3 Negro League players finally get their due

By Michael Toeset

“I am an invisible man. … I am invisible, understand, simply because people refuse to see me.”
– Ralph Ellison, “Invisible Man”

For 11 years, people unknowingly trod over the grave of Jimmie Crutchfield. No one set bouquets of flowers on his headstone, no one paused in midstride to acknowledge the four-time Negro Leagues All-Star.
As he had been invisible to multitudes of Americans during his lifetime, so Crutchfield was invisible in his death.
Until Sunday, that is, a day when Crutchfield and fellow Negro Leaguers John Donaldson and James “Candy Jim” Taylor finally received their due.
The three black baseball greats are buried in Burr Oak Cemetery in Alsip, Ill. – but no one knew it until Jeremy Krock, a baseball fan from Peoria, Ill., came searching for the grave of Crutchfield, a legend in his hometown of Ardmore, Mo., a hamlet also home to Krock’s grandparents.

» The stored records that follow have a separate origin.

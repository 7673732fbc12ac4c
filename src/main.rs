mod app;
mod auth;
mod config;
mod donations;
mod error;
mod inventory;
mod mealplan;
mod notifications;
mod reminders;
mod repo;
mod state;

use crate::reminders::ReminderReconciler;
use crate::state::AppState;

#[tokio::main]
async fn main() -> anyhow::Result<()> {
    dotenvy::dotenv().ok();

    let env_filter = std::env::var("RUST_LOG")
        .unwrap_or_else(|_| "ecoeats=debug,axum=info,tower_http=info".to_string());
    let json_logs = std::env::var("LOG_FORMAT")
        .map(|v| v == "json")
        .unwrap_or(false);

    if json_logs {
        tracing_subscriber::fmt()
            .with_env_filter(env_filter)
            .with_target(false)
            .json()
            .init();
    } else {
        tracing_subscriber::fmt().with_env_filter(env_filter).init();
    }

    let state = AppState::init().await?;

    if let Err(e) = sqlx::migrate!("./migrations").run(&state.db).await {
        tracing::warn!(error = %e, "migration failed; continuing");
    }

    // One reconciler per process, alive for the process lifetime.
    let _reconciler = ReminderReconciler::new(&state.repos, state.config.reminder_poll_secs).spawn();

    let app = app::build_app(state);
    app::serve(app).await
}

Krock had discovered that Crutchfield was interred at the Chicago-area cemetery, but when he arrived in 2003 to pay homage to his favorite ballplayer, he found nary a trace of the man. Crutchfield had been buried in an unmarked grave, and a cemetery worker had to pace off the site in the snow.

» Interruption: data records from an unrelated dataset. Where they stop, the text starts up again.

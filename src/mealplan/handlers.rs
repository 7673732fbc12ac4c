use axum::{
    extract::{Path, Query, State},
    Json,
};
use time::OffsetDateTime;
use tracing::{info, instrument};
use uuid::Uuid;

use crate::error::{ApiError, ApiResult};
use crate::repo::{MealEntry, Recipe, WeekPlan};
use crate::state::AppState;

use super::dto::{
    CopyPlanRequest, CopyPlanResponse, CustomRecipeRequest, InsertedResponse, MessageResponse,
    SavePlanRequest, SavePlanResponse, SuggestedRecipeView, WeekQuery,
};
use super::{services, week};

/// GET /mealplan?weekStart&userId — fetch the week, creating the empty
/// skeleton on first access.
#[instrument(skip(state))]
pub async fn get_mealplan(
    State(state): State<AppState>,
    Query(query): Query<WeekQuery>,
) -> ApiResult<Json<WeekPlan>> {
    let week_start = week::parse_week_start(&query.week_start)?;
    let plan = state.repos.plans.get_or_create(&query.user_id, week_start).await?;
    Ok(Json(plan))
}

/// PUT /mealplan — save the week, re-project its entries, announce each
/// planned meal.
#[instrument(skip(state, body), fields(user_id = %body.user_id))]
pub async fn save_mealplan(
    State(state): State<AppState>,
    Json(body): Json<SavePlanRequest>,
) -> ApiResult<Json<SavePlanResponse>> {
    let week_start = week::parse_week_start(&body.week_start)?;
    let now = OffsetDateTime::now_utc();

    let updated = state
        .repos
        .plans
        .upsert_meals(&body.user_id, week_start, &body.meals)
        .await?;

    let entries = services::project_week(
        state.repos.entries.as_ref(),
        &body.user_id,
        week_start,
        &body.meals,
        now,
    )
    .await?;
    services::announce_planned_meals(state.repos.notifications.as_ref(), &entries, now).await?;

    info!(
        user_id = %body.user_id,
        week_start = %week::format_date(week_start),
        entries = entries.len(),
        "meal plan saved"
    );
    Ok(Json(SavePlanResponse {
        status: "saved",
        modified: u64::from(updated),
        entries_saved: entries.len(),
    }))
}

/// GET /mealplan/entries/{user_id}/{week_start}
#[instrument(skip(state))]
pub async fn get_entries(
    State(state): State<AppState>,
    Path((user_id, week_start)): Path<(String, String)>,
) -> ApiResult<Json<Vec<MealEntry>>> {
    let week_start = week::parse_week_start(&week_start)?;
    let entries = state.repos.entries.list_week(&user_id, week_start).await?;
    Ok(Json(entries))
}

/// DELETE /mealplan/{user_id}/{week_start} — drops the plan and its projected
/// entries; the reconciler reclaims any reminders on its next cycle.
#[instrument(skip(state))]
pub async fn delete_mealplan(
    State(state): State<AppState>,
    Path((user_id, week_start)): Path<(String, String)>,
) -> ApiResult<Json<MessageResponse>> {
    let week_start = week::parse_week_start(&week_start)?;
    let deleted = state.repos.plans.delete(&user_id, week_start).await?;
    if !deleted {
        return Err(ApiError::not_found("Plan not found"));
    }
    state.repos.entries.delete_week(&user_id, week_start).await?;
    Ok(Json(MessageResponse {
        message: "Meal plan deleted",
    }))
}

/// POST /mealplan/copy — duplicate a week's meals into another week and
/// re-project the destination.
#[instrument(skip(state, body), fields(user_id = %body.user_id))]
pub async fn copy_mealplan(
    State(state): State<AppState>,
    Json(body): Json<CopyPlanRequest>,
) -> ApiResult<Json<CopyPlanResponse>> {
    let from = week::parse_week_start(&body.from_week_start)?;
    let to = week::parse_week_start(&body.to_week_start)?;

    let source = state
        .repos
        .plans
        .find(&body.user_id, from)
        .await?
        .ok_or_else(|| ApiError::not_found("Source week not found"))?;

    state
        .repos
        .plans
        .upsert_meals(&body.user_id, to, &source.meals)
        .await?;
    services::project_week(
        state.repos.entries.as_ref(),
        &body.user_id,
        to,
        &source.meals,
        OffsetDateTime::now_utc(),
    )
    .await?;

    let destination = state
        .repos
        .plans
        .find(&body.user_id, to)
        .await?
        .ok_or_else(|| ApiError::not_found("Destination week not found"))?;

    info!(
        user_id = %body.user_id,
        from = %week::format_date(from),
        to = %week::format_date(to),
        "meal plan copied"
    );
    Ok(Json(CopyPlanResponse {
        user_id: body.user_id,
        week_start: week::format_date(to),
        meals: source.meals,
        id: destination.id,
        status: "copied_and_saved",
    }))
}

/// GET /mealplan/generic — the curated catalog.
#[instrument(skip(state))]
pub async fn generic_recipes(State(state): State<AppState>) -> ApiResult<Json<Vec<Recipe>>> {
    let recipes = state.repos.recipes.list_generic().await?;
    Ok(Json(recipes))
}

/// GET /mealplan/suggested/{user_id} — catalog recipes the user can mostly
/// cook from what is on hand.
#[instrument(skip(state))]
pub async fn suggested_recipes(
    State(state): State<AppState>,
    Path(user_id): Path<String>,
) -> ApiResult<Json<Vec<SuggestedRecipeView>>> {
    let suggested = services::suggest_recipes(
        state.repos.recipes.as_ref(),
        state.repos.inventory.as_ref(),
        &user_id,
        state.config.suggestion_match_pct,
    )
    .await?;

    let views = suggested
        .into_iter()
        .map(|(recipe, m)| SuggestedRecipeView {
            id: recipe.id,
            name: recipe.name,
            image: recipe.image,
            ingredients: recipe.ingredients,
            matched_items: m.matched,
            missing_items: m.missing,
            match_pct: services::round2(m.match_pct),
        })
        .collect();
    Ok(Json(views))
}

/// POST /mealplan/custom
#[instrument(skip(state, body), fields(user_id = %body.user_id))]
pub async fn create_custom_recipe(
    State(state): State<AppState>,
    Json(body): Json<CustomRecipeRequest>,
) -> ApiResult<Json<InsertedResponse>> {
    let recipe = Recipe {
        id: Uuid::new_v4(),
        user_id: Some(body.user_id),
        name: body.name,
        ingredients: body.ingredients,
        instructions: body.instructions,
        image: body.image,
        category: body.category,
        created_at: OffsetDateTime::now_utc(),
    };
    state.repos.recipes.insert_custom(&recipe).await?;
    Ok(Json(InsertedResponse {
        inserted_id: recipe.id.to_string(),
    }))
}

/// GET /mealplan/custom/{user_id}
#[instrument(skip(state))]
pub async fn custom_recipes(
    State(state): State<AppState>,
    Path(user_id): Path<String>,
) -> ApiResult<Json<Vec<Recipe>>> {
    let recipes = state.repos.recipes.list_custom(&user_id).await?;
    Ok(Json(recipes))
}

Krock set about to right the inequity, setting in motion a fundraising campaign that took on a nationwide effort. In the process, Krock was informed by Burr Oak that Donaldson and Taylor also lay in unmarked graves, and as that was reported, funds in excess of the $1,600 needed for Crutchfield’s headstone flooded in, so Krock decided to erect memorials for the other two greats as well.
At the Sunday dedication ceremony, bronze Hall of Fame-style plaques for Crutchfield and Donaldson and a granite marker for Taylor were unveiled. About 60 fans – some there for the history, some for the baseball – were on hand to see the trio step out of the shadows of anonymity.

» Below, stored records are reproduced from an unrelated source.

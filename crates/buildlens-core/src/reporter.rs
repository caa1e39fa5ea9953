//! Host-facing reporter: lifecycle state machine plus report emission.
//!
//! The host drives a [`FriendlyReporter`] with three events:
//!
//! ```text
//!            Invalidated            AfterCompile             Done
//!   Idle ───────────────▶ Compiling ─────────────▶ Reporting ─────▶ Idle
//! ```
//!
//! Hosts do not always send every event (the first build has no
//! invalidation), so each event is accepted from any state. All mutable
//! bookkeeping lives in the instance; two reporters never share state.

use std::path::PathBuf;

use serde::{Deserialize, Serialize};
use tracing::debug;

use crate::clock::CompileClock;
use crate::config::ReporterConfig;
use crate::domain::{BuildOutcome, EnrichedError, Level, RawError, Result};
use crate::format::Formatter;
use crate::obs::{self, ReportSpan};
use crate::output::OutputSink;
use crate::pipeline::{DiagnosticPipeline, Processed};
use crate::report::Report;
use crate::transform::Transformer;

/// Callback receiving the diagnostics that made it into a report.
pub type ErrorCallback = Box<dyn Fn(Level, &[EnrichedError]) + Send + Sync>;

/// Where the reporter is in the host's build cycle.
#[derive(Debug, Clone, Copy, Serialize, Deserialize, PartialEq, Eq)]
#[serde(rename_all = "snake_case")]
pub enum LifecycleState {
    Idle,
    Compiling,
    Reporting,
}

impl LifecycleState {
    pub fn as_str(&self) -> &'static str {
        match self {
            LifecycleState::Idle => "idle",
            LifecycleState::Compiling => "compiling",
            LifecycleState::Reporting => "reporting",
        }
    }
}

/// Lifecycle events delivered by the host.
#[derive(Debug, Clone, Serialize, Deserialize, PartialEq)]
#[serde(tag = "event", rename_all = "snake_case")]
pub enum HostEvent {
    /// Sources changed; a new compilation is starting.
    Invalidated,

    /// The compilation pass finished; results are being sealed.
    AfterCompile,

    /// Results are available.
    Done { outcome: BuildOutcome },
}

impl HostEvent {
    pub fn as_str(&self) -> &'static str {
        match self {
            HostEvent::Invalidated => "invalidated",
            HostEvent::AfterCompile => "after_compile",
            HostEvent::Done { .. } => "done",
        }
    }
}

/// Builder for [`FriendlyReporter`].
pub struct ReporterBuilder {
    config: ReporterConfig,
    project_root: PathBuf,
    transformers: Vec<Box<dyn Transformer>>,
    formatters: Vec<Box<dyn Formatter>>,
    on_errors: Option<ErrorCallback>,
}

impl Default for ReporterBuilder {
    fn default() -> Self {
        Self {
            config: ReporterConfig::default(),
            project_root: PathBuf::from("."),
            transformers: Vec::new(),
            formatters: Vec::new(),
            on_errors: None,
        }
    }
}

impl ReporterBuilder {
    pub fn config(mut self, config: ReporterConfig) -> Self {
        self.config = config;
        self
    }

    /// Directory used to detect the package manager.
    pub fn project_root(mut self, root: impl Into<PathBuf>) -> Self {
        self.project_root = root.into();
        self
    }

    /// Append a transformer after the built-ins.
    pub fn additional_transformer(mut self, transformer: impl Transformer + 'static) -> Self {
        self.transformers.push(Box::new(transformer));
        self
    }

    /// Append a formatter after the built-ins.
    pub fn additional_formatter(mut self, formatter: impl Formatter + 'static) -> Self {
        self.formatters.push(Box::new(formatter));
        self
    }

    pub fn on_errors(
        mut self,
        callback: impl Fn(Level, &[EnrichedError]) + Send + Sync + 'static,
    ) -> Self {
        self.on_errors = Some(Box::new(callback));
        self
    }

    pub fn build<S: OutputSink>(self, sink: S) -> FriendlyReporter<S> {
        let package_manager = self.config.resolved_package_manager(&self.project_root);
        debug!(package_manager = ?package_manager, "building reporter");
        FriendlyReporter {
            pipeline: DiagnosticPipeline::with_additional(
                package_manager,
                self.transformers,
                self.formatters,
            ),
            config: self.config,
            on_errors: self.on_errors,
            sink,
            clock: CompileClock::new(),
            state: LifecycleState::Idle,
            reports: 0,
        }
    }
}

/// Turns host build events into console reports.
pub struct FriendlyReporter<S: OutputSink> {
    config: ReporterConfig,
    pipeline: DiagnosticPipeline,
    on_errors: Option<ErrorCallback>,
    sink: S,
    clock: CompileClock,
    state: LifecycleState,
    reports: u64,
}

impl FriendlyReporter<crate::output::MemorySink> {
    /// Reporter with default config writing to memory.
    pub fn in_memory() -> Self {
        ReporterBuilder::default().build(crate::output::MemorySink::new())
    }
}

impl<S: OutputSink> FriendlyReporter<S> {
    pub fn builder() -> ReporterBuilder {
        ReporterBuilder::default()
    }

    pub fn state(&self) -> LifecycleState {
        self.state
    }

    pub fn config(&self) -> &ReporterConfig {
        &self.config
    }

    pub fn pipeline(&self) -> &DiagnosticPipeline {
        &self.pipeline
    }

    pub fn sink(&self) -> &S {
        &self.sink
    }

    pub fn sink_mut(&mut self) -> &mut S {
        &mut self.sink
    }

    pub fn into_sink(self) -> S {
        self.sink
    }

    fn transition(&mut self, to: LifecycleState, trigger: &str) {
        obs::emit_lifecycle_transition(self.state.as_str(), to.as_str(), trigger);
        self.state = to;
    }

    fn clear_console(&mut self) -> Result<()> {
        if self.config.clear_console {
            self.sink.clear()?;
        }
        Ok(())
    }

    /// Dispatch a host event. Returns the report written, if any.
    pub fn handle(&mut self, event: HostEvent) -> Result<Option<Report>> {
        match event {
            HostEvent::Invalidated => self.on_invalidated().map(Some),
            HostEvent::AfterCompile => {
                self.on_after_compile();
                Ok(None)
            }
            HostEvent::Done { outcome } => self.on_done(&outcome).map(Some),
        }
    }

    /// Decode one JSON host event and dispatch it.
    pub fn handle_json(&mut self, event: &str) -> Result<Option<Report>> {
        let event: HostEvent = serde_json::from_str(event)?;
        self.handle(event)
    }

    /// Clear and announce a new compilation.
    pub fn on_invalidated(&mut self) -> Result<Report> {
        self.transition(LifecycleState::Compiling, "invalidated");
        self.clear_console()?;
        let report = Report::compiling();
        report.write_to(&mut self.sink)?;
        Ok(report)
    }

    /// Mark the compilation pass finished. Prints nothing.
    pub fn on_after_compile(&mut self) {
        self.transition(LifecycleState::Reporting, "after_compile");
    }

    /// Build and write the report for `outcome`.
    ///
    /// Errors win over warnings; success is reported only when there are
    /// neither.
    pub fn on_done(&mut self, outcome: &BuildOutcome) -> Result<Report> {
        self.reports += 1;
        let _span = ReportSpan::enter(self.reports);
        self.transition(LifecycleState::Reporting, "done");

        let result = self.report(outcome);
        self.transition(LifecycleState::Idle, "report_written");
        result
    }

    fn report(&mut self, outcome: &BuildOutcome) -> Result<Report> {
        self.clear_console()?;
        let elapsed_ms = self.clock.elapsed_ms(outcome);

        let processed = if outcome.has_errors() {
            self.diagnostics(outcome.errors(), Level::Error)
        } else if outcome.has_warnings() {
            self.diagnostics(outcome.warnings(), Level::Warning)
        } else {
            let report =
                Report::success(elapsed_ms, self.config.compilation_success_info.as_ref());
            Processed {
                total: 0,
                top: Vec::new(),
                report,
            }
        };

        processed.report.write_to(&mut self.sink)?;
        obs::emit_report_rendered(
            &processed.report.title.plain(),
            processed.top.len(),
            processed.total,
        );
        Ok(processed.report)
    }

    fn diagnostics(&self, raw: Vec<RawError>, level: Level) -> Processed {
        let processed = self.pipeline.process(raw, level);
        if let Some(callback) = &self.on_errors {
            callback(level, &processed.top);
        }
        processed
    }
}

Former Negro League players Dennis Biddle (American Giants, 1953-54) and Johnny Washington (American Giants and Houston Eagles, 1948-51) spoke at the ceremony, alternately telling tales that had the audience breaking into laughter and sharing stories of the hardships black baseball players had to endure because of racism.
“I’m honored to be able to stand here today and talk about … some of the great pioneers of the Negro Baseball League, men that played many years before I did, men who made baseball what Americans call today the greatest national pastime,” Biddle said. “These men never had the opportunity to display those tremendous talents they had in the major leagues because of the way things were. Society was cheated out of an opportunity to see some of the greatest ballplayers.”
Despite being denied those opportunities, Crutchfield – a player in the mold of Ichiro Suzuki – was never bitter. As it says on his headstone, “We didn’t have time to hate people, we had ballgames to worry about.”
Crutchfield and other black ballplayers may have been invisible to major league owners, ballplayers and myriad fans, but they knew that their skin color had nothing to do with how they could play the game. As Ted Williams said in his Hall of Fame acceptance speech, “I hope some day Satchel Paige and Josh Gibson will be voted into the Hall of Fame as symbols of the great Negro players who are not here only because they weren’t given the chance.”
Williams’ dream came true – today 11 Negro League players are in the Hall of Fame (not including players like Hank Aaron and Willie Mays who spent the majority of their careers in the majors).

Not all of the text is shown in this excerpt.